=== Dataset entries ===
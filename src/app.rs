// ============================================================================
// APP - Composición de la aplicación (wiring de servicios + router)
// ============================================================================
// Único sitio donde se eligen implementaciones concretas: localStorage como
// backend de persistencia y force_logout como hook de sesión inválida. El
// resto del código recibe todo inyectado vía AppContext.
// ============================================================================

use std::rc::Rc;
use wasm_bindgen::prelude::*;

use crate::router::Router;
use crate::services::session;
use crate::services::{ApiClient, LocalCache, SessionStore};
use crate::utils::{KeyValueBackend, LocalStorageBackend};

/// Dependencias compartidas por router y vistas.
pub struct AppContext {
    pub store: Rc<SessionStore>,
    pub api: Rc<ApiClient>,
    pub cache: Rc<LocalCache>,
}

/// Arranca la app: construye el contexto, conecta el hook de logout forzado
/// y pone el router a escuchar. El router queda vivo a través del listener
/// de hashchange, así que el Rc devuelto puede soltarse.
pub fn bootstrap() -> Result<Rc<Router>, JsValue> {
    let backend: Rc<dyn KeyValueBackend> = Rc::new(LocalStorageBackend);
    let store = Rc::new(SessionStore::new(backend.clone()));
    let api = Rc::new(ApiClient::new(store.clone()));
    let cache = Rc::new(LocalCache::new(backend));

    // sesión inválida detectada por el gateway -> limpiar y volver al login
    {
        let store = store.clone();
        api.set_session_invalid_hook(move || session::force_logout(&store));
    }

    let ctx = Rc::new(AppContext { store, api, cache });
    let router = Router::new(ctx);
    router.start()?;
    Ok(router)
}
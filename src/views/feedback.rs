// ============================================================================
// FEEDBACK - Banners de error, skeletons, toasts y confirmación
// ============================================================================

use std::cell::RefCell;
use std::rc::Rc;
use wasm_bindgen::prelude::*;
use web_sys::Element;

use crate::dom::{escape_html, get_element_by_id, on_click, set_inner_html, ElementBuilder};

/// Banner de error a pantalla de página, con botón de reintento opcional.
pub fn render_error_banner(
    host: &Element,
    message: &str,
    retry: Option<Box<dyn FnOnce()>>,
) -> Result<(), JsValue> {
    let retry_btn = if retry.is_some() {
        r#"<button id="btn-retry" class="btn btn-outline-danger btn-sm mt-2">ลองใหม่</button>"#
    } else {
        ""
    };
    set_inner_html(
        host,
        &format!(
            r#"<div class="alert alert-danger" role="alert">
                <div class="fw-bold">เกิดข้อผิดพลาด</div>
                <div class="small">{}</div>
                {}
            </div>"#,
            escape_html(message),
            retry_btn
        ),
    );

    if let Some(retry) = retry {
        if let Some(btn) = get_element_by_id("btn-retry") {
            let retry = Rc::new(RefCell::new(Some(retry)));
            on_click(&btn, move |_| {
                if let Some(f) = retry.borrow_mut().take() {
                    f();
                }
            })?;
        }
    }
    Ok(())
}

/// Aviso de ruta sin permiso, con vuelta al dashboard.
pub fn render_access_denied(host: &Element, route_label: &str) -> Result<(), JsValue> {
    set_inner_html(host, &access_denied_html(route_label));
    Ok(())
}

fn access_denied_html(route_label: &str) -> String {
    format!(
        r##"<div class="alert alert-warning" role="alert">
            <div class="fw-bold">🔒 ไม่มีสิทธิ์เข้าถึง</div>
            <div class="small">บัญชีของคุณไม่มีสิทธิ์ใช้งานหน้า "{}"</div>
            <a href="#/dashboard" class="btn btn-outline-secondary btn-sm mt-2">กลับแดชบอร์ด</a>
        </div>"##,
        escape_html(route_label)
    )
}

/// Placeholder animado mientras llega la data.
pub fn render_skeleton(host: &Element, lines: usize) {
    let mut html = String::from(r#"<div class="placeholder-glow py-3">"#);
    for _ in 0..lines {
        html.push_str(r#"<div class="placeholder col-12 mb-2" style="height:1.5rem"></div>"#);
    }
    html.push_str("</div>");
    set_inner_html(host, &html);
}

/// Toast flotante que se autodestruye a los 3 segundos.
pub fn show_toast(message: &str, ok: bool) {
    let class = if ok {
        "app-toast bg-success text-white"
    } else {
        "app-toast bg-danger text-white"
    };
    let Ok(builder) = ElementBuilder::new("div") else {
        return;
    };
    let toast = builder.class(class).text(message).build();

    let Some(body) = crate::dom::document().and_then(|d| d.body()) else {
        return;
    };
    if body.append_child(&toast).is_err() {
        return;
    }

    gloo_timers::callback::Timeout::new(3_000, move || {
        toast.remove();
    })
    .forget();
}

/// Diálogo de confirmación nativo del navegador.
pub fn confirm(message: &str) -> bool {
    web_sys::window()
        .and_then(|w| w.confirm_with_message(message).ok())
        .unwrap_or(false)
}

#[cfg(test)]
mod tests {
    use super::*;

    #[test]
    fn access_denied_links_back_to_dashboard() {
        let html = access_denied_html("จัดการข้อมูลหลัก");
        assert!(html.contains(r##"href="#/dashboard""##));
        assert!(html.contains("จัดการข้อมูลหลัก"));
    }

    #[test]
    fn access_denied_escapes_label() {
        let html = access_denied_html("<script>x</script>");
        assert!(!html.contains("<script>"));
        assert!(html.contains("&lt;script&gt;"));
    }
}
===
§ What the exercise asks
Take each line of the material that contains the word "lines" and list it.

§ Exercise output
pub fn render_skeleton(host: &Element, lines: usize) {
    for _ in 0..lines {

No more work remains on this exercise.